Stannis himself wasn’t too appreciative when Davos returned with the good news, as he didn’t want a pirate slandering his noble cause. Still, Melisandre (Who cryptically told Davos’ son that fire was the noblest form of death) got him all riled up when she offered the married man a son — and, of course, her body. They had sex in the war room, to please the Lord of Light or something. Interestingly, much like with Renly Baratheon and Loras Tyrell, the sexual relationship between Stannis and Melisandre is only hinted at in the books. They are never seen in the throws of passion as they are on the show.
Finally, in the degenerate caravan frat house bound for the Wall, Arya (Or, as she’s currently called, Arry) made two very notable acquaintances.
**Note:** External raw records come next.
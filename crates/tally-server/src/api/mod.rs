//! HTTP surface of the counter API.
//!
//! - `ApiError`: maps `TallyError` to an HTTP status plus the JSON error body.
//! - `ensure_counter`: router-wide layer initializing the counter key before
//!   any request is handled (the axum analog of a before-request hook).

pub mod author;
pub mod counter;

use axum::extract::{Request, State};
use axum::http::StatusCode;
use axum::middleware::Next;
use axum::response::{IntoResponse, Response};
use axum::Json;
use tracing::warn;

use tally_core::api::ErrorBody;
use tally_core::error::{ClientCode, TallyError};

use crate::state::AppState;

/// `TallyError` carried out of a handler.
#[derive(Debug)]
pub struct ApiError(pub TallyError);

impl From<TallyError> for ApiError {
    fn from(e: TallyError) -> Self {
        Self(e)
    }
}

impl IntoResponse for ApiError {
    fn into_response(self) -> Response {
        let status = match self.0.client_code() {
            ClientCode::NegativeCounter | ClientCode::BadRequest => StatusCode::BAD_REQUEST,
            ClientCode::Store | ClientCode::Internal => StatusCode::INTERNAL_SERVER_ERROR,
        };
        if status.is_server_error() {
            warn!(code = self.0.client_code().as_str(), error = %self.0, "request failed");
        }
        let body = ErrorBody { error: self.0.client_message() };
        (status, Json(body)).into_response()
    }
}

/// Initialize the counter key to 0 if absent, on every incoming request.
pub async fn ensure_counter(
    State(state): State<AppState>,
    req: Request,
    next: Next,
) -> Result<Response, ApiError> {
    state.store().ensure_exists().await?;
    Ok(next.run(req).await)
}
//! Redis-backed counter store.
//!
//! Built once at startup with a bounded connect-retry loop (containers often
//! start before their Redis does), then handed to handlers through
//! `AppState`. The multiplexed connection is cheap to clone per operation.
//!
//! The floored decrement runs as a single server-side script so concurrent
//! decrements can never both observe a negative value.

use async_trait::async_trait;
use redis::aio::MultiplexedConnection;
use redis::{AsyncCommands, Client, RedisError, Script};
use tokio::time::{sleep, Duration};
use tracing::{debug, info, warn};

use tally_core::error::{Result, TallyError};

use crate::config::StoreSection;
use crate::store::{CounterStore, COUNTER_KEY};

/// DECR, then compensate inside the same script if we went below zero.
/// Returns the new value, or -1 to signal the floor was hit.
const DECR_FLOORED: &str = r#"
local v = redis.call('DECR', KEYS[1])
if v < 0 then
  redis.call('INCR', KEYS[1])
  return -1
end
return v
"#;

pub struct RedisStore {
    conn: MultiplexedConnection,
    decr_floored: Script,
}

impl RedisStore {
    /// Connect to Redis, retrying up to `connect_retries` times with a fixed
    /// delay. Each attempt is verified with a PING before it counts.
    pub async fn connect(cfg: &StoreSection) -> Result<Self> {
        let client = Client::open(connection_info(cfg)).map_err(store_err)?;

        let mut attempt = 0u32;
        loop {
            attempt += 1;
            match try_connect(&client).await {
                Ok(conn) => {
                    info!(host = %cfg.host, port = cfg.port, db = cfg.db, "connected to store");
                    return Ok(Self { conn, decr_floored: Script::new(DECR_FLOORED) });
                }
                Err(e) if attempt < cfg.connect_retries => {
                    warn!(attempt, retries = cfg.connect_retries, error = %e, "store not ready, retrying");
                    sleep(Duration::from_millis(cfg.connect_backoff_ms)).await;
                }
                Err(e) => {
                    return Err(TallyError::Store(format!(
                        "store unreachable after {attempt} attempts: {e}"
                    )));
                }
            }
        }
    }
}

async fn try_connect(client: &Client) -> redis::RedisResult<MultiplexedConnection> {
    let mut conn = client.get_multiplexed_async_connection().await?;
    let _: String = redis::cmd("PING").query_async(&mut conn).await?;
    Ok(conn)
}

fn connection_info(cfg: &StoreSection) -> redis::ConnectionInfo {
    redis::ConnectionInfo {
        addr: redis::ConnectionAddr::Tcp(cfg.host.clone(), cfg.port),
        redis: redis::RedisConnectionInfo {
            db: cfg.db,
            username: None,
            password: cfg.password.clone(),
        },
    }
}

fn store_err(e: RedisError) -> TallyError {
    TallyError::Store(e.to_string())
}

#[async_trait]
impl CounterStore for RedisStore {
    async fn ensure_exists(&self) -> Result<()> {
        let mut conn = self.conn.clone();
        let exists: bool = conn.exists(COUNTER_KEY).await.map_err(store_err)?;
        if !exists {
            debug!(key = COUNTER_KEY, "initializing counter");
            let _: () = conn.set(COUNTER_KEY, 0).await.map_err(store_err)?;
        }
        Ok(())
    }

    async fn get(&self) -> Result<i64> {
        let mut conn = self.conn.clone();
        let value: Option<i64> = conn.get(COUNTER_KEY).await.map_err(store_err)?;
        Ok(value.unwrap_or(0))
    }

    async fn increment(&self) -> Result<i64> {
        let mut conn = self.conn.clone();
        let value: i64 = conn.incr(COUNTER_KEY, 1).await.map_err(store_err)?;
        Ok(value)
    }

    async fn decrement(&self) -> Result<i64> {
        let mut conn = self.conn.clone();
        let value: i64 = self
            .decr_floored
            .key(COUNTER_KEY)
            .invoke_async(&mut conn)
            .await
            .map_err(store_err)?;
        if value < 0 {
            return Err(TallyError::NegativeCounter);
        }
        Ok(value)
    }

    async fn reset(&self) -> Result<i64> {
        let mut conn = self.conn.clone();
        let _: () = conn.set(COUNTER_KEY, 0).await.map_err(store_err)?;
        Ok(0)
    }
}
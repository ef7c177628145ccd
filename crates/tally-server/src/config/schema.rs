use std::fmt::Display;
use std::str::FromStr;

use tally_core::error::{Result, TallyError};

#[derive(Debug, Clone)]
pub struct ServerConfig {
    /// Socket address the HTTP server binds to.
    pub listen: String,

    pub spa: SpaSection,
    pub store: StoreSection,
}

impl ServerConfig {
    pub fn from_lookup<F>(lookup: &F) -> Result<Self>
    where
        F: Fn(&str) -> Option<String>,
    {
        let port: u16 = parse_var(lookup, "PORT", default_port())?;

        Ok(Self {
            listen: format!("0.0.0.0:{port}"),
            spa: SpaSection::from_lookup(lookup),
            store: StoreSection::from_lookup(lookup)?,
        })
    }

    pub fn validate(&self) -> Result<()> {
        self.store.validate()?;
        if self.spa.static_dir.is_empty() {
            return Err(TallyError::BadRequest("STATIC_DIR must not be empty".into()));
        }
        Ok(())
    }
}

#[derive(Debug, Clone)]
pub struct SpaSection {
    /// Directory the SPA assets are served from.
    pub static_dir: String,
}

impl SpaSection {
    fn from_lookup<F>(lookup: &F) -> Self
    where
        F: Fn(&str) -> Option<String>,
    {
        Self {
            static_dir: lookup("STATIC_DIR").unwrap_or_else(default_static_dir),
        }
    }
}

impl Default for SpaSection {
    fn default() -> Self {
        Self { static_dir: default_static_dir() }
    }
}

#[derive(Debug, Clone)]
pub struct StoreSection {
    pub host: String,
    pub port: u16,
    pub db: i64,
    /// Empty `REDIS_PASSWORD` is treated as unset.
    pub password: Option<String>,

    /// Connection attempts before startup gives up.
    pub connect_retries: u32,
    /// Fixed delay between connection attempts.
    pub connect_backoff_ms: u64,
}

impl StoreSection {
    fn from_lookup<F>(lookup: &F) -> Result<Self>
    where
        F: Fn(&str) -> Option<String>,
    {
        Ok(Self {
            host: lookup("REDIS_HOST").unwrap_or_else(default_store_host),
            port: parse_var(lookup, "REDIS_PORT", default_store_port())?,
            db: parse_var(lookup, "REDIS_DB", default_store_db())?,
            password: lookup("REDIS_PASSWORD").filter(|p| !p.is_empty()),
            connect_retries: default_connect_retries(),
            connect_backoff_ms: default_connect_backoff_ms(),
        })
    }

    pub fn validate(&self) -> Result<()> {
        if self.host.is_empty() {
            return Err(TallyError::BadRequest("REDIS_HOST must not be empty".into()));
        }
        if self.db < 0 {
            return Err(TallyError::BadRequest("REDIS_DB must not be negative".into()));
        }
        if self.connect_retries == 0 {
            return Err(TallyError::BadRequest(
                "store.connect_retries must be at least 1".into(),
            ));
        }
        if !(100..=60_000).contains(&self.connect_backoff_ms) {
            return Err(TallyError::BadRequest(
                "store.connect_backoff_ms must be between 100 and 60000".into(),
            ));
        }
        Ok(())
    }
}

impl Default for StoreSection {
    fn default() -> Self {
        Self {
            host: default_store_host(),
            port: default_store_port(),
            db: default_store_db(),
            password: None,
            connect_retries: default_connect_retries(),
            connect_backoff_ms: default_connect_backoff_ms(),
        }
    }
}

fn parse_var<F, T>(lookup: &F, name: &str, default: T) -> Result<T>
where
    F: Fn(&str) -> Option<String>,
    T: FromStr,
    T::Err: Display,
{
    match lookup(name) {
        None => Ok(default),
        Some(raw) => raw
            .parse()
            .map_err(|e| TallyError::BadRequest(format!("{name} is invalid: {e}"))),
    }
}

fn default_port() -> u16 {
    8000
}
fn default_static_dir() -> String {
    "static".into()
}
fn default_store_host() -> String {
    "redis".into()
}
fn default_store_port() -> u16 {
    6379
}
fn default_store_db() -> i64 {
    0
}
fn default_connect_retries() -> u32 {
    5
}
fn default_connect_backoff_ms() -> u64 {
    1000
}
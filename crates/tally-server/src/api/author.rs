//! `/api/author/` handler.

use axum::Json;

use tally_core::api::AuthorInfo;

const AUTHOR: &str = "tally maintainers";

/// GET /api/author/
pub async fn author() -> Json<AuthorInfo> {
    Json(AuthorInfo { author: AUTHOR.to_string() })
}
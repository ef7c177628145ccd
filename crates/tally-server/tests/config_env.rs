#![allow(clippy::unwrap_used)]
#![allow(clippy::expect_used)]
#![allow(clippy::panic)]

use std::collections::HashMap;

use tally_server::config;

fn env(pairs: &[(&str, &str)]) -> HashMap<String, String> {
    pairs
        .iter()
        .map(|(k, v)| (k.to_string(), v.to_string()))
        .collect()
}

fn load(pairs: &[(&str, &str)]) -> tally_core::error::Result<config::ServerConfig> {
    let vars = env(pairs);
    config::load_from_lookup(|name| vars.get(name).cloned())
}

#[test]
fn defaults_match_the_documented_table() {
    let cfg = load(&[]).expect("empty env must yield defaults");

    assert_eq!(cfg.listen, "0.0.0.0:8000");
    assert_eq!(cfg.spa.static_dir, "static");
    assert_eq!(cfg.store.host, "redis");
    assert_eq!(cfg.store.port, 6379);
    assert_eq!(cfg.store.db, 0);
    assert_eq!(cfg.store.password, None);
    assert_eq!(cfg.store.connect_retries, 5);
    assert_eq!(cfg.store.connect_backoff_ms, 1000);
}

#[test]
fn env_overrides_are_applied() {
    let cfg = load(&[
        ("PORT", "9001"),
        ("REDIS_HOST", "store.internal"),
        ("REDIS_PORT", "6380"),
        ("REDIS_DB", "3"),
        ("REDIS_PASSWORD", "hunter2"),
        ("STATIC_DIR", "/srv/spa"),
    ])
    .expect("must parse");

    assert_eq!(cfg.listen, "0.0.0.0:9001");
    assert_eq!(cfg.store.host, "store.internal");
    assert_eq!(cfg.store.port, 6380);
    assert_eq!(cfg.store.db, 3);
    assert_eq!(cfg.store.password.as_deref(), Some("hunter2"));
    assert_eq!(cfg.spa.static_dir, "/srv/spa");
}

#[test]
fn empty_password_means_unset() {
    let cfg = load(&[("REDIS_PASSWORD", "")]).expect("must parse");
    assert_eq!(cfg.store.password, None);
}

#[test]
fn malformed_port_is_rejected_not_defaulted() {
    let err = load(&[("PORT", "eight-thousand")]).expect_err("must fail");
    assert_eq!(err.client_code().as_str(), "BAD_REQUEST");
    assert!(err.to_string().contains("PORT"));
}

#[test]
fn malformed_store_port_is_rejected() {
    let err = load(&[("REDIS_PORT", "65536")]).expect_err("must fail");
    assert_eq!(err.client_code().as_str(), "BAD_REQUEST");
}

#[test]
fn negative_db_index_is_rejected() {
    let err = load(&[("REDIS_DB", "-1")]).expect_err("must fail");
    assert!(err.to_string().contains("REDIS_DB"));
}

#[test]
fn empty_static_dir_is_rejected() {
    let err = load(&[("STATIC_DIR", "")]).expect_err("must fail");
    assert!(err.to_string().contains("STATIC_DIR"));
}
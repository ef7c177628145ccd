//! Shared application state.
//!
//! The store client is constructed once in `main` and injected here; handlers
//! reach it through `AppState` rather than any process-global handle.

use std::sync::Arc;

use crate::config::ServerConfig;
use crate::store::CounterStore;

#[derive(Clone)]
pub struct AppState {
    inner: Arc<AppStateInner>,
}

struct AppStateInner {
    cfg: ServerConfig,
    store: Arc<dyn CounterStore>,
}

impl AppState {
    pub fn new(cfg: ServerConfig, store: Arc<dyn CounterStore>) -> Self {
        Self {
            inner: Arc::new(AppStateInner { cfg, store }),
        }
    }

    pub fn cfg(&self) -> &ServerConfig {
        &self.inner.cfg
    }

    pub fn store(&self) -> &dyn CounterStore {
        self.inner.store.as_ref()
    }
}
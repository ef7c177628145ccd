//! Server config loader (env-backed, strict parsing).

pub mod schema;

use std::env;

use tally_core::error::Result;

pub use schema::{ServerConfig, SpaSection, StoreSection};

/// Load config from the process environment.
pub fn load_from_env() -> Result<ServerConfig> {
    load_from_lookup(|name| env::var(name).ok())
}

/// Load config through an arbitrary variable lookup. Lets tests inject an
/// environment without touching the process-global one.
pub fn load_from_lookup<F>(lookup: F) -> Result<ServerConfig>
where
    F: Fn(&str) -> Option<String>,
{
    let cfg = ServerConfig::from_lookup(&lookup)?;
    cfg.validate()?;
    Ok(cfg)
}
//! Axum router wiring.
//!
//! Counter, author, and SPA routes sit behind the ensure-counter layer (the
//! counter key is initialized on every incoming request). `/healthz` is
//! registered outside the layer so liveness never depends on the store.
//! Permissive CORS wraps the whole app so a frontend served from another
//! origin (e.g. a dev server on its own port) can call the API.

use axum::middleware;
use axum::routing::{get, post};
use axum::Router;
use tower_http::cors::CorsLayer;

use crate::{api, ops, spa, state::AppState};

pub fn build_router(state: AppState) -> Router {
    Router::new()
        .route("/api/counter", get(api::counter::read))
        .route("/api/counter/increment", post(api::counter::increment))
        .route("/api/counter/decrement", post(api::counter::decrement))
        .route("/api/counter/reset", post(api::counter::reset))
        // both spellings; the bare one must never fall through to the SPA
        .route("/api/author", get(api::author::author))
        .route("/api/author/", get(api::author::author))
        .fallback(spa::serve)
        .layer(middleware::from_fn_with_state(state.clone(), api::ensure_counter))
        .route("/healthz", get(ops::healthz))
        .layer(CorsLayer::permissive())
        .with_state(state)
}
First up was Jaqen H’ghar, one of the three criminals being escorted to the Knight’s Watch in chains. The other two ruffians were brash, grizzled, child molesters who verbally assaulted Arya and the gang whenever they wandered by, so you knew that handsome Jaqen was going to be the special one. Arya didn’t take their lewd insults standing down, and Jaqen seemed to admire this. “The boy has more courage than sense,” Jaqen said with a smile.
But Arya’s more significant moments came with Gendry, the blacksmith apprentice slash bastard of Robert Baratheon that Ned Stark approached last season. Gendry realized his days might be numbered when Joffrey’s henchmen approached Yoren, offering a Lannister-sized reward for anyone who could give away his whereabouts. When Arya asked why the men might be looking for him, Gendry said he didn’t know — but he had been asked suspicious questions before. By the Hand — scratch that, Hands — of the king. Both Ned Stark and Jon Arryn had asked him questions before they died, so he assured Arya that she would probably be dead soon. (Ha!) When she kept poking around, Gendry told Arya that he knew her secret, too — she was a girl. Accepting defeat, Arya admitted that she was a card-carrying member of House Stark, leading to an adorable sequence where Gendry freaked out that he had acted so crass (And pissed!) in the company of a highborn lady. Arya doesn’t take kindly to being called a lady, so she responded with a very unladylike shove. Oh, to be a woman in Westeros!